PARTE I – FUNDAMENTAÇÃO TEÓRICA
Capítulo 3. Recursos relacionados à conversação
3.1. Estratégias discursivas
3.1.1. Diálogo (em sentido restrito)
3.1.1.4. Discurso indireto (DI)
Martins (op. cit., p. 193) aponta uma segunda denominação para o discurso indireto: estilo indireto. Segundo ela, ao “transcrever o enunciado de outra pessoa”, ou dele mesmo, dito em outra ocasião, o emissor faz alterações, suprime parte ou todas as particularidades expressivas, tais como as exclamações, orações volitivas, gírias, ou outras que caracterizam a fala do locutor citado. Neste caso, o falante, ao não transmitir diretamente a fala da pessoa, repete o conteúdo do que foi dito por outra pessoa, ou seja, ele faz uma citação de fala. Trata-se, por conseguinte, de uma maneira de se transmitir o sentido daquilo que foi dito e não de se reproduzir a forma lingüística enunciada ipsis
enunciada. Cabe a ele supor e acreditar que a nuance atribuída à fala pelo narrador corresponde à intenção de seu enunciador.
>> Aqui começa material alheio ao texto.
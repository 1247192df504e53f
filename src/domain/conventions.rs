//! Filesystem conventions shared by every command.

use std::fmt;
use std::path::PathBuf;
use std::str::FromStr;

use serde::Serialize;

/// Sub-folder names an Ansible role may contain.
#[derive(Debug, Clone, Copy, PartialEq, Eq, PartialOrd, Ord, Hash, Serialize)]
#[serde(rename_all = "lowercase")]
pub enum AnsibleFolder {
    Defaults,
    Handlers,
    Meta,
    Tasks,
    Templates,
    Tests,
    Vars,
}

impl AnsibleFolder {
    pub const ALL: [AnsibleFolder; 7] = [
        AnsibleFolder::Defaults,
        AnsibleFolder::Handlers,
        AnsibleFolder::Meta,
        AnsibleFolder::Tasks,
        AnsibleFolder::Templates,
        AnsibleFolder::Tests,
        AnsibleFolder::Vars,
    ];

    pub fn as_str(&self) -> &'static str {
        match self {
            AnsibleFolder::Defaults => "defaults",
            AnsibleFolder::Handlers => "handlers",
            AnsibleFolder::Meta => "meta",
            AnsibleFolder::Tasks => "tasks",
            AnsibleFolder::Templates => "templates",
            AnsibleFolder::Tests => "tests",
            AnsibleFolder::Vars => "vars",
        }
    }
}

impl fmt::Display for AnsibleFolder {
    fn fmt(&self, f: &mut fmt::Formatter<'_>) -> fmt::Result {
        f.write_str(self.as_str())
    }
}

impl FromStr for AnsibleFolder {
    type Err = ();

    fn from_str(s: &str) -> Result<Self, Self::Err> {
        AnsibleFolder::ALL.into_iter().find(|folder| folder.as_str() == s).ok_or(())
    }
}

/// Immutable layout conventions, constructed once and handed to each component.
#[derive(Debug, Clone)]
pub struct Conventions {
    /// Roles path probed when the user supplies none, relative to the working directory.
    pub default_roles_path: PathBuf,
    /// Folder vocabulary recognized inside a role.
    pub folders: Vec<AnsibleFolder>,
    /// File name used by `dump` when no output path is given.
    pub default_dump_file: String,
}

impl Conventions {
    pub fn standard() -> Self {
        Self {
            default_roles_path: PathBuf::from("playbooks").join("roles"),
            folders: AnsibleFolder::ALL.to_vec(),
            default_dump_file: "ansigenome.json".to_string(),
        }
    }
}

impl Default for Conventions {
    fn default() -> Self {
        Self::standard()
    }
}
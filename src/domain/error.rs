use std::io;
use std::path::PathBuf;

use thiserror::Error;

/// Library-wide error type for ansigenome operations.
///
/// User-facing variants are rendered through the message catalog
/// (see [`crate::domain::MessageCatalog::describe`]); the `Display` output
/// here is the plain fallback used in logs.
#[derive(Debug, Error)]
pub enum AppError {
    /// Underlying I/O failure.
    #[error(transparent)]
    Io(#[from] io::Error),

    /// JSON serialization failure.
    #[error(transparent)]
    Json(#[from] serde_json::Error),

    /// A user supplied path does not exist.
    #[error("Path not found: {}", path.display())]
    PathMissing { path: PathBuf },

    /// No path was supplied and the conventional roles path does not exist.
    #[error("Default roles path not found: {}", path.display())]
    PathMissingDefault { path: PathBuf },

    /// Destination already exists where creation was requested.
    #[error("Path already exists: {}", path.display())]
    PathExists { path: PathBuf },

    /// Directory or file creation failed.
    #[error("Cannot create {}: {source}", path.display())]
    PathUnmakable {
        path: PathBuf,
        #[source]
        source: io::Error,
    },

    /// A remote resource could not be fetched.
    #[error("URL unreachable '{url}': {reason}")]
    UrlUnreachable { url: String, reason: String },

    /// Malformed YAML input.
    #[error("YAML syntax error in {}: {reason}", file.display())]
    YamlSyntax { file: PathBuf, reason: String },

    /// Malformed or failing template.
    #[error("Template error in {file}: {reason}")]
    TemplateSyntax { file: String, reason: String },

    /// A per-role shell command failed.
    #[error("Shell command '{command}' failed in {role}: {details}")]
    ShellCommand { command: String, role: String, details: String },

    /// A value the selected action needs was not supplied.
    #[error("Missing {argument} for the {action} action")]
    MissingArgument { action: String, argument: String },

    /// Action name outside the fixed action set.
    #[error("Unknown action '{0}': must be one of scan, rebuild, run, init, export, dump")]
    UnknownAction(String),

    /// Message key missing from the catalog.
    #[error("Unknown message key '{0}'")]
    UnknownMessageKey(String),

    /// Severity name outside the fixed severity set.
    #[error("Unknown severity '{0}': must be one of ok, skipped, changed, failed")]
    UnknownSeverity(String),

    /// A declared placeholder had no substitution value.
    #[error("Message '{key}' has no value for placeholder '%{placeholder}'")]
    UnresolvedPlaceholder { key: String, placeholder: String },

    /// Configuration file could not be read.
    #[error("Invalid configuration in {}: {reason}", file.display())]
    Configuration { file: PathBuf, reason: String },
}

impl AppError {
    pub fn yaml(file: impl Into<PathBuf>, err: impl std::fmt::Display) -> Self {
        AppError::YamlSyntax { file: file.into(), reason: err.to_string() }
    }

    pub fn template(file: impl Into<String>, err: impl std::fmt::Display) -> Self {
        AppError::TemplateSyntax { file: file.into(), reason: err.to_string() }
    }

    /// Internal errors are programming mistakes, never caused by user input.
    pub fn is_internal(&self) -> bool {
        matches!(
            self,
            AppError::UnknownMessageKey(_)
                | AppError::UnknownSeverity(_)
                | AppError::UnresolvedPlaceholder { .. }
        )
    }

    /// Errors that are isolated to a single role and must not abort a batch.
    pub fn is_per_role(&self) -> bool {
        matches!(
            self,
            AppError::YamlSyntax { .. }
                | AppError::TemplateSyntax { .. }
                | AppError::ShellCommand { .. }
                | AppError::UrlUnreachable { .. }
        )
    }

    /// Provide an `io::ErrorKind`-like view for callers.
    pub fn kind(&self) -> io::ErrorKind {
        match self {
            AppError::Io(err) => err.kind(),
            AppError::PathUnmakable { source, .. } => source.kind(),
            AppError::PathMissing { .. } | AppError::PathMissingDefault { .. } => {
                io::ErrorKind::NotFound
            }
            AppError::PathExists { .. } => io::ErrorKind::AlreadyExists,
            AppError::UrlUnreachable { .. } | AppError::ShellCommand { .. } => {
                io::ErrorKind::Other
            }
            AppError::Json(_)
            | AppError::YamlSyntax { .. }
            | AppError::TemplateSyntax { .. }
            | AppError::MissingArgument { .. }
            | AppError::UnknownAction(_)
            | AppError::UnknownMessageKey(_)
            | AppError::UnknownSeverity(_)
            | AppError::UnresolvedPlaceholder { .. }
            | AppError::Configuration { .. } => io::ErrorKind::InvalidInput,
        }
    }
}
mod fake_fetcher;
mod fake_shell;
mod memory_reporter;

pub use fake_fetcher::FakeFetcher;
pub use fake_shell::FakeShell;
pub use memory_reporter::{MemoryReporter, ReportedLine};

use std::path::Path;

use crate::app::{AppContext, AppContextBuilder};
use crate::domain::UserConfig;

/// Context wired with in-memory fakes, rooted at `cwd`.
pub fn test_context(cwd: &Path) -> AppContext<MemoryReporter, FakeShell, FakeFetcher> {
    AppContextBuilder::new(cwd)
        .config(UserConfig::default())
        .build(MemoryReporter::default(), FakeShell::default(), FakeFetcher::default())
}
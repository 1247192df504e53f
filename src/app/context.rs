use std::path::{Path, PathBuf};

use tracing::warn;

use crate::domain::{
    AppError, Conventions, MessageCatalog, MessageKey, Severity, Substitutions, UserConfig,
};
use crate::ports::{Reporter, ShellRunner, TemplateFetcher};
use crate::services::{EmbeddedTemplates, PathResolver, RoleScanner, TemplateRenderer};

/// Application context holding dependencies for command execution.
pub struct AppContext<R: Reporter, S: ShellRunner, F: TemplateFetcher> {
    cwd: PathBuf,
    conventions: Conventions,
    catalog: MessageCatalog,
    config: UserConfig,
    templates: EmbeddedTemplates,
    renderer: TemplateRenderer,
    reporter: R,
    shell: S,
    fetcher: F,
}

/// Builder for [`AppContext`]; unset values use the standard conventions and catalog.
pub struct AppContextBuilder {
    cwd: PathBuf,
    conventions: Conventions,
    catalog: MessageCatalog,
    config: UserConfig,
}

impl AppContextBuilder {
    /// Start building a context rooted at `cwd`.
    pub fn new(cwd: impl Into<PathBuf>) -> Self {
        Self {
            cwd: cwd.into(),
            conventions: Conventions::standard(),
            catalog: MessageCatalog::standard(),
            config: UserConfig::default(),
        }
    }

    pub fn conventions(mut self, conventions: Conventions) -> Self {
        self.conventions = conventions;
        self
    }

    pub fn catalog(mut self, catalog: MessageCatalog) -> Self {
        self.catalog = catalog;
        self
    }

    pub fn config(mut self, config: UserConfig) -> Self {
        self.config = config;
        self
    }

    pub fn build<R: Reporter, S: ShellRunner, F: TemplateFetcher>(
        self,
        reporter: R,
        shell: S,
        fetcher: F,
    ) -> AppContext<R, S, F> {
        AppContext {
            cwd: self.cwd,
            conventions: self.conventions,
            catalog: self.catalog,
            config: self.config,
            templates: EmbeddedTemplates::new(),
            renderer: TemplateRenderer::new(),
            reporter,
            shell,
            fetcher,
        }
    }
}

impl<R: Reporter, S: ShellRunner, F: TemplateFetcher> AppContext<R, S, F> {
    pub fn cwd(&self) -> &Path {
        &self.cwd
    }

    pub fn conventions(&self) -> &Conventions {
        &self.conventions
    }

    pub fn catalog(&self) -> &MessageCatalog {
        &self.catalog
    }

    pub fn config(&self) -> &UserConfig {
        &self.config
    }

    pub fn templates(&self) -> &EmbeddedTemplates {
        &self.templates
    }

    pub fn renderer(&self) -> &TemplateRenderer {
        &self.renderer
    }

    pub fn reporter(&self) -> &R {
        &self.reporter
    }

    pub fn shell(&self) -> &S {
        &self.shell
    }

    pub fn fetcher(&self) -> &F {
        &self.fetcher
    }

    pub fn resolver(&self) -> PathResolver {
        PathResolver::new(&self.cwd, &self.conventions)
    }

    pub fn scanner(&self) -> RoleScanner {
        RoleScanner::new(&self.conventions)
    }

    /// Render a catalog message with a trailing detail and report it.
    pub fn say(
        &self,
        severity: Severity,
        key: MessageKey,
        subs: &Substitutions,
        detail: impl std::fmt::Display,
    ) -> Result<(), AppError> {
        let text = self.catalog.line(key, subs, detail)?;
        self.reporter.message(severity, &text);
        Ok(())
    }

    /// Report a per-role error in red.
    pub fn report_failure(&self, role: &str, err: &AppError) {
        if !err.is_per_role() {
            warn!(role, error = %err, "role aborted by a non-content error");
        }
        self.reporter.role(Severity::Failed, role, &self.catalog.describe(err));
    }
}
//! Role discovery and statistics gathering.

use std::collections::BTreeSet;
use std::fs;
use std::path::{Path, PathBuf};

use tracing::{debug, warn};
use walkdir::{DirEntry, WalkDir};

use crate::domain::meta::galaxy_summary;
use crate::domain::yaml::{count_tasks, fact_names, parse_document, parse_mapping};
use crate::domain::{
    AnsibleFolder, AppError, Conventions, RoleDirectory, RoleFailure, RoleStats, ScanReport,
};

/// Roles found directly under a scan root.
#[derive(Debug, Default)]
pub struct Discovery {
    pub roles: Vec<RoleDirectory>,
    /// Directories without any recognized Ansible folder.
    pub skipped: Vec<String>,
    /// Directories that could not be inspected.
    pub failures: Vec<RoleFailure>,
}

/// Walks a scan root and gathers per-role stats.
#[derive(Debug, Clone)]
pub struct RoleScanner {
    folders: Vec<AnsibleFolder>,
}

impl RoleScanner {
    pub fn new(conventions: &Conventions) -> Self {
        Self { folders: conventions.folders.clone() }
    }

    /// Inspect each immediate sub-directory of `root`, sorted by name.
    pub fn discover(&self, root: &Path) -> Result<Discovery, AppError> {
        let mut candidates: Vec<PathBuf> = fs::read_dir(root)?
            .filter_map(Result::ok)
            .map(|entry| entry.path())
            .filter(|path| path.is_dir())
            .filter(|path| !is_hidden(path))
            .collect();
        candidates.sort();

        let mut discovery = Discovery::default();
        for candidate in candidates {
            match RoleDirectory::inspect(&candidate, &self.folders) {
                Ok(role) if role.is_valid() => discovery.roles.push(role),
                Ok(role) => {
                    debug!(role = role.name(), "no ansible folders, skipping");
                    discovery.skipped.push(role.name().to_string());
                }
                Err(error) => {
                    let role = file_name(&candidate);
                    warn!(role = %role, %error, "cannot inspect directory");
                    discovery.failures.push(RoleFailure { role, error });
                }
            }
        }
        Ok(discovery)
    }

    /// Full scan: discovery plus stats for every valid role.
    ///
    /// Per-role errors are collected in the report; only an unreadable root fails.
    pub fn scan(&self, root: &Path) -> Result<ScanReport, AppError> {
        let discovery = self.discover(root)?;
        let mut report = ScanReport::new(root);
        report.skipped = discovery.skipped;
        report.failures = discovery.failures;

        for role in &discovery.roles {
            match self.collect(role) {
                Ok(stats) => report.roles.push(stats),
                Err(error) => {
                    warn!(role = role.name(), %error, "role scan failed");
                    report.failures.push(RoleFailure { role: role.name().to_string(), error });
                }
            }
        }

        report.sort();
        Ok(report)
    }

    /// Gather stats for one role.
    pub fn collect(&self, role: &RoleDirectory) -> Result<RoleStats, AppError> {
        let mut stats = RoleStats {
            name: role.name().to_string(),
            folders: role.present().iter().copied().collect(),
            ..RoleStats::default()
        };

        let (files, lines) = count_files_and_lines(role.root())?;
        stats.files = files;
        stats.lines = lines;

        if role.has(AnsibleFolder::Defaults) {
            if let Some(path) = main_file(&role.folder_path(AnsibleFolder::Defaults)) {
                let content = fs::read_to_string(&path)?;
                stats.defaults = parse_mapping(&path, &content)?.len();
            }
        }

        if role.has(AnsibleFolder::Tasks) {
            let mut facts = BTreeSet::new();
            for path in yaml_files(&role.folder_path(AnsibleFolder::Tasks)) {
                let content = fs::read_to_string(&path)?;
                let document = parse_document(&path, &content)?;
                stats.tasks += count_tasks(&document);
                fact_names(&document, &mut facts);
            }
            stats.facts = facts.len();
        }

        let meta_file = role.meta_file();
        if meta_file.is_file() {
            let content = fs::read_to_string(&meta_file)?;
            let meta = parse_mapping(&meta_file, &content)?;
            stats.meta = true;
            stats.galaxy = Some(galaxy_summary(&meta));
        }

        stats.readme = role.readme_file().is_file();

        debug!(
            role = %stats.name,
            defaults = stats.defaults,
            tasks = stats.tasks,
            files = stats.files,
            "collected role stats"
        );
        Ok(stats)
    }
}

fn is_hidden(path: &Path) -> bool {
    path.file_name().and_then(|name| name.to_str()).is_some_and(|name| name.starts_with('.'))
}

fn file_name(path: &Path) -> String {
    path.file_name()
        .map(|name| name.to_string_lossy().into_owned())
        .unwrap_or_else(|| path.display().to_string())
}

fn is_yaml(path: &Path) -> bool {
    matches!(path.extension().and_then(|ext| ext.to_str()), Some("yml" | "yaml"))
}

fn visible(entry: &DirEntry) -> bool {
    entry.depth() == 0 || !is_hidden(entry.path())
}

/// `main.yml` or `main.yaml` inside a role folder.
pub fn main_file(folder: &Path) -> Option<PathBuf> {
    ["main.yml", "main.yaml"].into_iter().map(|name| folder.join(name)).find(|path| path.is_file())
}

/// YAML files below `folder`, sorted.
fn yaml_files(folder: &Path) -> Vec<PathBuf> {
    let mut files: Vec<PathBuf> = WalkDir::new(folder)
        .follow_links(true)
        .into_iter()
        .filter_entry(visible)
        .filter_map(Result::ok)
        .filter(|entry| entry.file_type().is_file() && is_yaml(entry.path()))
        .map(DirEntry::into_path)
        .collect();
    files.sort();
    files
}

/// Count regular files, and non-blank lines of YAML files.
fn count_files_and_lines(root: &Path) -> Result<(usize, usize), AppError> {
    let mut files = 0;
    let mut lines = 0;

    for entry in WalkDir::new(root).follow_links(true).into_iter().filter_entry(visible) {
        let entry = entry.map_err(|err| AppError::Io(err.into()))?;
        if !entry.file_type().is_file() {
            continue;
        }
        files += 1;
        if is_yaml(entry.path()) {
            let content = fs::read_to_string(entry.path())?;
            lines += content.lines().filter(|line| !line.trim().is_empty()).count();
        }
    }

    Ok((files, lines))
}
Do mesmo modo, na narrativa escrita, o escritor “incorpora na sua linguagem a fala das personagens, transmitindo-nos apenas a essência do pensamento a elas atribuído.” (Garcia, op. cit., p. 111). Com essa idéia concorda Maingueneau (2002, p. 149) ao afirmar que no DI relata-se o “conteúdo do pensamento” e não as palavras tais quais foram enunciadas. Portanto, é o narrador quem informa ao leitor o conteúdo ou pensamento por meio do DI.
No discurso indireto (oratio obliqua) os verbos dicendi são o núcleo do predicado da oração principal, sendo seguidos por um complemento (objeto direto), representado por orações substantivas iniciadas por que ou se (conjunções integrantes): João disse que estava na casa de Maria. À oração subordinante que apresenta o verbo de elocução, pode seguir-se, também, uma oração infinitiva: João disse estar na casa de
Maria. Portanto podemos concluir que a característica dominante é a da subordinação.
A essas definições, cabe acrescentar Maingueneau (2002), para quem essa transformação mecânica do discurso direto em indireto é preconceituosa. É o sentido do verbo que introduz o DI (e, podemos acrescentar, ou da frase que introduz o DI) que faz com que percebamos a existência de um discurso relatado e, não uma simples oração subordinada substantiva objetiva direta:
As falas relatadas no DI são apresentadas sob a forma de uma oração subordinada substantiva objetiva direta, introduzida por um verbo dicendi (“contaram-nos que...”). Diferentemente do que acontece no discurso direto, é o sentido do verbo introdutor “contaram” que mostra haver um discurso relatado e não uma simples oração subordinada substantiva objetiva direta. De fato, do ponto de vista sintático, nada distingue “Paulo diz que está chovendo (discurso relatado) e “Paulo sabe que está chovendo” (sem discurso relatado). (op. cit., p.150)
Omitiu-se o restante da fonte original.